I am fortunate that I am able to stay home. I like this too. I still get to work with kids. Just at a different level, a personal level, which in many ways makes the job harder, and easier. I no longer have to make decisions about other peoples kids- just my own.

I miss the team. I miss the interaction of many individuals working towards the same goal. I miss the money.

How to fill that?


And yes, MommyNay, there are those seeds. I love helping these babies. But seriously, how many can we keep? How good is it for them to move on to another adoptive home after 6, 8, 10 months. Every child who has left our care has joined a parent, grandparent, aunt. Predestined. These infants, children, come and they are our family. To terminate that bond...willingly, well, we haven't gotten there, yet. And I worry, worry about the outsiders who cluck their tongues and shake their heads because we "have too many", and we "just do it for the money", and "the ones they have don't get enough attention".

We have a lot, and they are little, and they don't all get what they need all the time, and sometimes they drive me to drink. And we love them.

And there is a need. There are other foster families. I have seen them. We don't all parent the same or treat them the same- Enough said.

We love these children. They are ours, briefly or forever. We are good at this.

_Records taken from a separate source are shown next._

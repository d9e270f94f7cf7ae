//! Application state management

use std::sync::Arc;

use sqlx::SqlitePool;

use crate::capture::CapturePipeline;
use crate::config::Config;
use crate::photos::PhotoStore;
use crate::recognition::ExtractionGateway;
use crate::storage::BlobStorage;

/// Shared application state
#[derive(Clone)]
pub struct AppState {
    inner: Arc<AppStateInner>,
}

struct AppStateInner {
    config: Config,
    db: SqlitePool,
    blobs: Arc<dyn BlobStorage>,
    gateway: Arc<ExtractionGateway>,
    photo_store: PhotoStore,
    pipeline: CapturePipeline,
}

impl AppState {
    /// Create a new application state
    pub fn new(
        config: Config,
        blobs: Arc<dyn BlobStorage>,
        db: SqlitePool,
        gateway: ExtractionGateway,
    ) -> Self {
        let gateway = Arc::new(gateway);
        let photo_store = PhotoStore::new(blobs.clone(), db.clone());
        let pipeline = CapturePipeline::new(gateway.clone(), photo_store.clone());

        Self {
            inner: Arc::new(AppStateInner {
                config,
                db,
                blobs,
                gateway,
                photo_store,
                pipeline,
            }),
        }
    }

    /// Get the configuration
    pub fn config(&self) -> &Config {
        &self.inner.config
    }

    /// Get the database pool
    pub fn db(&self) -> &SqlitePool {
        &self.inner.db
    }

    /// Get the blob backend
    pub fn blobs(&self) -> &Arc<dyn BlobStorage> {
        &self.inner.blobs
    }

    /// Get the extraction gateway
    pub fn gateway(&self) -> &ExtractionGateway {
        &self.inner.gateway
    }

    /// Get the photo store
    pub fn photo_store(&self) -> &PhotoStore {
        &self.inner.photo_store
    }

    /// Get the capture pipeline
    pub fn pipeline(&self) -> &CapturePipeline {
        &self.inner.pipeline
    }
}
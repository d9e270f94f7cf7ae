//! Photo location vocabulary
//!
//! Every stored photo is filed under one location of a subject. Most
//! locations hold exactly one photo; damage locations hold one batch per
//! damaged site.

use std::fmt;
use std::str::FromStr;

use serde::{Deserialize, Deserializer, Serialize, Serializer};

use crate::recognition::CaptureKind;

/// Prefix for damage locations, e.g. `damage@Front Wall`
const DAMAGE_PREFIX: &str = "damage@";

/// Site of the container a damage batch is tagged with
#[derive(Debug, Clone, Copy, PartialEq, Eq, Hash)]
pub enum DamageSite {
    FrontWall,
    BackWall,
    LeftSide,
    RightSide,
    Roof,
    Floor,
    Doors,
}

impl DamageSite {
    pub const ALL: [DamageSite; 7] = [
        DamageSite::FrontWall,
        DamageSite::BackWall,
        DamageSite::LeftSide,
        DamageSite::RightSide,
        DamageSite::Roof,
        DamageSite::Floor,
        DamageSite::Doors,
    ];

    pub fn as_str(&self) -> &'static str {
        match self {
            DamageSite::FrontWall => "Front Wall",
            DamageSite::BackWall => "Back Wall",
            DamageSite::LeftSide => "Left Side",
            DamageSite::RightSide => "Right Side",
            DamageSite::Roof => "Roof",
            DamageSite::Floor => "Floor",
            DamageSite::Doors => "Doors",
        }
    }

    fn from_label(label: &str) -> Option<DamageSite> {
        let label = label.trim();
        DamageSite::ALL
            .into_iter()
            .find(|site| site.as_str().eq_ignore_ascii_case(label))
    }
}

/// Where on the subject a photo was taken
#[derive(Debug, Clone, Copy, PartialEq, Eq, Hash)]
pub enum PhotoLocation {
    FrontWall,
    BackWall,
    LeftSide,
    RightSide,
    Inside,
    Trailer,
    Truck,
    Driver,
    Damage(DamageSite),
}

/// Label outside the location vocabulary
#[derive(Debug, Clone, PartialEq, Eq, thiserror::Error)]
#[error("Invalid location label: {0}")]
pub struct InvalidLocationLabel(pub String);

impl PhotoLocation {
    pub const SINGLETONS: [PhotoLocation; 8] = [
        PhotoLocation::FrontWall,
        PhotoLocation::BackWall,
        PhotoLocation::LeftSide,
        PhotoLocation::RightSide,
        PhotoLocation::Inside,
        PhotoLocation::Trailer,
        PhotoLocation::Truck,
        PhotoLocation::Driver,
    ];

    /// Parse a location label
    pub fn parse(label: &str) -> Result<PhotoLocation, InvalidLocationLabel> {
        let trimmed = label.trim();

        if let Some(site) = strip_prefix_ignore_case(trimmed, DAMAGE_PREFIX) {
            return DamageSite::from_label(site)
                .map(PhotoLocation::Damage)
                .ok_or_else(|| InvalidLocationLabel(label.to_string()));
        }

        PhotoLocation::SINGLETONS
            .into_iter()
            .find(|location| location.singleton_label().eq_ignore_ascii_case(trimmed))
            .ok_or_else(|| InvalidLocationLabel(label.to_string()))
    }

    /// Damage locations hold a batch, everything else a single photo
    pub fn is_set(&self) -> bool {
        matches!(self, PhotoLocation::Damage(_))
    }

    /// Canonical label, also used as the index key
    pub fn label(&self) -> String {
        match self {
            PhotoLocation::Damage(site) => format!("{}{}", DAMAGE_PREFIX, site.as_str()),
            other => other.singleton_label().to_string(),
        }
    }

    /// Path-safe form for blob keys
    pub fn slug(&self) -> String {
        match self {
            PhotoLocation::Damage(site) => {
                format!("damage-{}", site.as_str().to_lowercase().replace(' ', "-"))
            }
            other => other.singleton_label().to_string(),
        }
    }

    /// Which extraction a capture at this location runs
    pub fn default_capture_kind(&self) -> CaptureKind {
        match self {
            PhotoLocation::FrontWall => CaptureKind::ContainerFrontWall,
            PhotoLocation::Trailer => CaptureKind::Trailer,
            _ => CaptureKind::Generic,
        }
    }

    fn singleton_label(&self) -> &'static str {
        match self {
            PhotoLocation::FrontWall => "front-wall",
            PhotoLocation::BackWall => "back-wall",
            PhotoLocation::LeftSide => "left-side",
            PhotoLocation::RightSide => "right-side",
            PhotoLocation::Inside => "inside",
            PhotoLocation::Trailer => "trailer",
            PhotoLocation::Truck => "truck",
            PhotoLocation::Driver => "driver",
            PhotoLocation::Damage(_) => "damage",
        }
    }
}

fn strip_prefix_ignore_case<'a>(value: &'a str, prefix: &str) -> Option<&'a str> {
    let head = value.get(..prefix.len())?;
    if head.eq_ignore_ascii_case(prefix) {
        value.get(prefix.len()..)
    } else {
        None
    }
}

impl fmt::Display for PhotoLocation {
    fn fmt(&self, f: &mut fmt::Formatter<'_>) -> fmt::Result {
        f.write_str(&self.label())
    }
}

impl FromStr for PhotoLocation {
    type Err = InvalidLocationLabel;

    fn from_str(s: &str) -> Result<Self, Self::Err> {
        PhotoLocation::parse(s)
    }
}

impl Serialize for PhotoLocation {
    fn serialize<S: Serializer>(&self, serializer: S) -> Result<S::Ok, S::Error> {
        serializer.serialize_str(&self.label())
    }
}

impl<'de> Deserialize<'de> for PhotoLocation {
    fn deserialize<D: Deserializer<'de>>(deserializer: D) -> Result<Self, D::Error> {
        let label = String::deserialize(deserializer)?;
        label.parse().map_err(serde::de::Error::custom)
    }
}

Awfully heavy for a Tuesday morning... Forgive the writing errors- it all just spewed out- and there it is. Publish Post.

1 comment:

MommyNay said...

I just have to comment again. I am really there. Sometimes I really feel sorry for myself about it too. I get the I should feel blessed to stay home blah blah blah blah...but lets leave that at the door for a minute. There is very little about being a stay at home mom that is very glamorous. I am up to my elbows in diapers and spit up and laundry and toys and noise and very little adult interaction that is unrelated to my children, iep's, receptionists at the Dr's office yes its US again...it goes on and on and I know you know what I mean. I call working mom friend's at their offices sometimes just to hear a grown up voice and then I hear the office chatter and the lunch invites and the friendly dozen of donuts being passed around, and like I said, I feel sorry for myself. I don't mean to turn this into a self serving bitch fest....
I miss the opportunity to get dressed and go to work, to be good at something that doesn't require the maintenance of my child's bodily fluids. Sometimes I get over myself in a very productive way. And sometimes I do what I did two weekends ago. I got dressed up with too much makeup to look like anything other than a desperate suburban housewife and I hint a local gay club--population age 24 and under only--get the picture? I had a blast and this has little to do with the stimulation of gainful employment--but it had nothing to do with being a mom and everything to do with me being MORE. I am more, and finding that balance is so so challenging.